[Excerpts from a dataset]
use chrono::{DateTime, Utc};
use sqlx::PgPool;
use uuid::Uuid;

use crate::workflow::time_window::{
    check_connection_request_limits, check_time_window, RateLimitCheck, TimeWindowResult,
};

use super::error::ActivityError;

/// Activity wrapper around the pure time-window gate (spec §4.4). Kept
/// separate from the pure function so workflow code calls an activity
/// (durable, replay-safe) while unit tests exercise the math directly
/// against fixed instants.
pub async fn check_time_window_activity(
    start: &str,
    end: &str,
    timezone: &str,
) -> Result<TimeWindowResult, ActivityError> {
    Ok(check_time_window(start, end, timezone, Utc::now()))
}

/// Loads successful `send_connection_request` timestamps for `account_id`
/// from `campaign_steps` and evaluates the rolling daily/weekly caps.
pub async fn check_connection_request_limits_activity(
    pool: &PgPool,
    account_id: Uuid,
    daily_cap: usize,
    weekly_cap: usize,
) -> Result<RateLimitCheck, ActivityError> {
    let rows: Vec<(DateTime<Utc>,)> = sqlx::query_as(
        r"
        SELECT cs.created_at
        FROM campaign_steps cs
        JOIN campaigns c ON cs.campaign_id = c.id
        WHERE c.sender_account_id = $1
          AND cs.action_type = 'send_connection_request'
          AND cs.success = TRUE
          AND cs.created_at > NOW() - INTERVAL '7 days'
        ",
    )
    .bind(account_id)
    .fetch_all(pool)
    .await
    .map_err(|e| ActivityError::Transient(e.to_string()))?;

    let sent_at: Vec<DateTime<Utc>> = rows.into_iter().map(|(t,)| t).collect();
    Ok(check_connection_request_limits(&sent_at, daily_cap, weekly_cap, Utc::now()))
}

**Directions for this task**
All lines of the data that hold "rows" need to be copied.

**Your solution**
    let rows: Vec<(DateTime<Utc>,)> = sqlx::query_as(
    let sent_at: Vec<DateTime<Utc>> = rows.into_iter().map(|(t,)| t).collect();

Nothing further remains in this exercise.